» **SUPPLIED MATERIAL**:
———
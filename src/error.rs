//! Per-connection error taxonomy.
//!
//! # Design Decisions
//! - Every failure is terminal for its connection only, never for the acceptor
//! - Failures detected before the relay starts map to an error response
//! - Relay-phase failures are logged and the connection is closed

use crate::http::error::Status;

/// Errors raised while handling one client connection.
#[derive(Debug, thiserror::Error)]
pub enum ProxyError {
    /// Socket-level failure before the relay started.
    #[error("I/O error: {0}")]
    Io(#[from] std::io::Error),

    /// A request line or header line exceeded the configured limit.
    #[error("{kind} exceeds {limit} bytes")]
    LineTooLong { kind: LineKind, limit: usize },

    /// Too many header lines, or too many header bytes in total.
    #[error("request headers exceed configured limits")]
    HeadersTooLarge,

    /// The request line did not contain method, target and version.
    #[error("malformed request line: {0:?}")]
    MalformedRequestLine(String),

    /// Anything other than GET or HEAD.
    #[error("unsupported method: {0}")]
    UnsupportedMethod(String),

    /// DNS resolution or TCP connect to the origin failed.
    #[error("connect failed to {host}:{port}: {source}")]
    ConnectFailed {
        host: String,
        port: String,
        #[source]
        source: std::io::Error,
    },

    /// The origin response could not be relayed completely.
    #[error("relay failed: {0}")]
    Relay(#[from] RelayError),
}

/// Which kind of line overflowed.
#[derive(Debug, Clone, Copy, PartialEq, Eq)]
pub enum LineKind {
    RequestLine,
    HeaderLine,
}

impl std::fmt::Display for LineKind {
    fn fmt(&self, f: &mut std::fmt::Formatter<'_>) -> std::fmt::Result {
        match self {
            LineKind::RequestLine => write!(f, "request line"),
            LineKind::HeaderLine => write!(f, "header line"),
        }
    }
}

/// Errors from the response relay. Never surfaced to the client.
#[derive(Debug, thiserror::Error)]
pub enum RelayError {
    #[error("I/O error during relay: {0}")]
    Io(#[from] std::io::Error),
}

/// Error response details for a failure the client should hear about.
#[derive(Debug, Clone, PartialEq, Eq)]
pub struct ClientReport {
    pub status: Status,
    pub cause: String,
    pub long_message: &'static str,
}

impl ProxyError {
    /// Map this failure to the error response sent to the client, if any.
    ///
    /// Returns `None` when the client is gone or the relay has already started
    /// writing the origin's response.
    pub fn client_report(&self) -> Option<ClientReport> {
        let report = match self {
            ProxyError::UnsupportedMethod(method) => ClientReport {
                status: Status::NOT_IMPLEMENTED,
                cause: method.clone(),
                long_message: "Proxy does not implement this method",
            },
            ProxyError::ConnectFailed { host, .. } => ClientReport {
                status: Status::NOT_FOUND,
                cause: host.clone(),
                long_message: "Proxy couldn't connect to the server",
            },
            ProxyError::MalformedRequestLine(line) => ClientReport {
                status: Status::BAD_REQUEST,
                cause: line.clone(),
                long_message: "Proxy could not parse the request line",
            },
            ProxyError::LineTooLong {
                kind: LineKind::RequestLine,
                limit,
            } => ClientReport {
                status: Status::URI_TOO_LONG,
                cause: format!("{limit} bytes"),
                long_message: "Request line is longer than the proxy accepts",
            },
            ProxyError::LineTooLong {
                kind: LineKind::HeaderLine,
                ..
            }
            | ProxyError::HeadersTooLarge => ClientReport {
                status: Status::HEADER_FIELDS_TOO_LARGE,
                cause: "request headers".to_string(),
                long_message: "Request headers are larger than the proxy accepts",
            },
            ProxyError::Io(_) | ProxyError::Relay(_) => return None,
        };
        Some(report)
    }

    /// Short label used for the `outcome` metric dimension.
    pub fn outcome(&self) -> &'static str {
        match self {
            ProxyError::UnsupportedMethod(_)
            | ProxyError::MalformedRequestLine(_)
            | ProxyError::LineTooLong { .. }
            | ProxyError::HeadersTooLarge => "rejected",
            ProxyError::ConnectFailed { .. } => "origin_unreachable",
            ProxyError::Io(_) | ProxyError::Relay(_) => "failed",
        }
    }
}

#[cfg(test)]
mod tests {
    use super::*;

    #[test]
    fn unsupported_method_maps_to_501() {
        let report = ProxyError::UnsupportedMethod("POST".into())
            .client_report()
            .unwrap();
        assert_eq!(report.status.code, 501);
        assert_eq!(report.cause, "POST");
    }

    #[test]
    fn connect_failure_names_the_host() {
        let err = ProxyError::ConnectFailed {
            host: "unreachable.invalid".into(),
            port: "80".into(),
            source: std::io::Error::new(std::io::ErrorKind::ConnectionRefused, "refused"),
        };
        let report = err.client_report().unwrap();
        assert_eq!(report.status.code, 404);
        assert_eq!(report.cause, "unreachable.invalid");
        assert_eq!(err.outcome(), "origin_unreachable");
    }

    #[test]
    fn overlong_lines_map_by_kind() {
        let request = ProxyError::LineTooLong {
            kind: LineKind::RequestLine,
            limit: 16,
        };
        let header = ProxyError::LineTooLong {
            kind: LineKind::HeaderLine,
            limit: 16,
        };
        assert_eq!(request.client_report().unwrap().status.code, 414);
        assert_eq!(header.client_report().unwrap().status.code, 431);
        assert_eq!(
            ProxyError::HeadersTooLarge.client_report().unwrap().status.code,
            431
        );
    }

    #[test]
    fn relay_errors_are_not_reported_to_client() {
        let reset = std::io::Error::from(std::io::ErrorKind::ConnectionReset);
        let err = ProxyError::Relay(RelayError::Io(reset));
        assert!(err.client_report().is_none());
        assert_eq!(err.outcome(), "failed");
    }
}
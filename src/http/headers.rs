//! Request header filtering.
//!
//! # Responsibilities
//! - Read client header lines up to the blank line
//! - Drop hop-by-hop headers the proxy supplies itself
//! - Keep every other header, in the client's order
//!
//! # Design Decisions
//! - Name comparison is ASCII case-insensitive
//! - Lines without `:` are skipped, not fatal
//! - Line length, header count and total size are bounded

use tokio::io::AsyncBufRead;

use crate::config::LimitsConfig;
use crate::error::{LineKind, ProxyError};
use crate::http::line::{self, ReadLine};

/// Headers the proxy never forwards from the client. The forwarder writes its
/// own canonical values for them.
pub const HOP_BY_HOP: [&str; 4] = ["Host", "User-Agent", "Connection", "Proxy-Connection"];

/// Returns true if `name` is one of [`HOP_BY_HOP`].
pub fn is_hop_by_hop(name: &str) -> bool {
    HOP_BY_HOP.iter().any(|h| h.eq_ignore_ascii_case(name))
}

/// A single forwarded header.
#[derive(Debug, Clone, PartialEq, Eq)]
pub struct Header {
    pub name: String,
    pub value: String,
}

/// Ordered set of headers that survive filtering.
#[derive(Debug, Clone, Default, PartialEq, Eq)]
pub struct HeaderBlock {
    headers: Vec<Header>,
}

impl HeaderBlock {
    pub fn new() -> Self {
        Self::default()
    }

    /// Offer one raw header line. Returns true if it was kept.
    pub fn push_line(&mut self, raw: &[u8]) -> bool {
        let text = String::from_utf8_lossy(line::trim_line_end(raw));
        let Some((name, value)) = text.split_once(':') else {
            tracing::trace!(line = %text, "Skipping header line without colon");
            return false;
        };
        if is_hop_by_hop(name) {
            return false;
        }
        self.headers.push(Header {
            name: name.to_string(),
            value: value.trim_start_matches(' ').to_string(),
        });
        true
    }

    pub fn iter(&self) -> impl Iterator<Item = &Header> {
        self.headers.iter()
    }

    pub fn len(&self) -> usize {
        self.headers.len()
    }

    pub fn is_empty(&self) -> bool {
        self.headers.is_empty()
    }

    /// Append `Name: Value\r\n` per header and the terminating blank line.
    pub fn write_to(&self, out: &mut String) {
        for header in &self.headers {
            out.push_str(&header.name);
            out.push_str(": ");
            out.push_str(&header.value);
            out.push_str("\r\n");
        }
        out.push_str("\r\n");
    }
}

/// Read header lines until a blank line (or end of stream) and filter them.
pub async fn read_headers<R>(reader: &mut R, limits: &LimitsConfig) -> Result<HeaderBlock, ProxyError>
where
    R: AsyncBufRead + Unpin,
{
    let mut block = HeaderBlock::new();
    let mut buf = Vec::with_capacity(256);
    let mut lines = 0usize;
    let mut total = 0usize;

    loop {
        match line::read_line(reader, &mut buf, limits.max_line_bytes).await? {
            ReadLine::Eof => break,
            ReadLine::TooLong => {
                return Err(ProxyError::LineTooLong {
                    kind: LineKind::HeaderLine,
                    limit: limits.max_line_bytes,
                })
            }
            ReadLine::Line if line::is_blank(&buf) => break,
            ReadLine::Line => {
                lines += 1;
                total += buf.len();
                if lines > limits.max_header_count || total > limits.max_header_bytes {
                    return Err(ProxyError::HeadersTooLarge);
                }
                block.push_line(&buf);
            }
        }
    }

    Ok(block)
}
———
» **WHAT IS BEING ASKED**: Above are the entries. Copy exactly the part that opens with the line containing "Per-connection error taxonomy." and closes with the line containing "target and version.", and no more.

» **SOLUTION FOR THIS TASK**:
//! Per-connection error taxonomy.
//!
//! # Design Decisions
//! - Every failure is terminal for its connection only, never for the acceptor
//! - Failures detected before the relay starts map to an error response
//! - Relay-phase failures are logged and the connection is closed

use crate::http::error::Status;

/// Errors raised while handling one client connection.
#[derive(Debug, thiserror::Error)]
pub enum ProxyError {
    /// Socket-level failure before the relay started.
    #[error("I/O error: {0}")]
    Io(#[from] std::io::Error),

    /// A request line or header line exceeded the configured limit.
    #[error("{kind} exceeds {limit} bytes")]
    LineTooLong { kind: LineKind, limit: usize },

    /// Too many header lines, or too many header bytes in total.
    #[error("request headers exceed configured limits")]
    HeadersTooLarge,

    /// The request line did not contain method, target and version.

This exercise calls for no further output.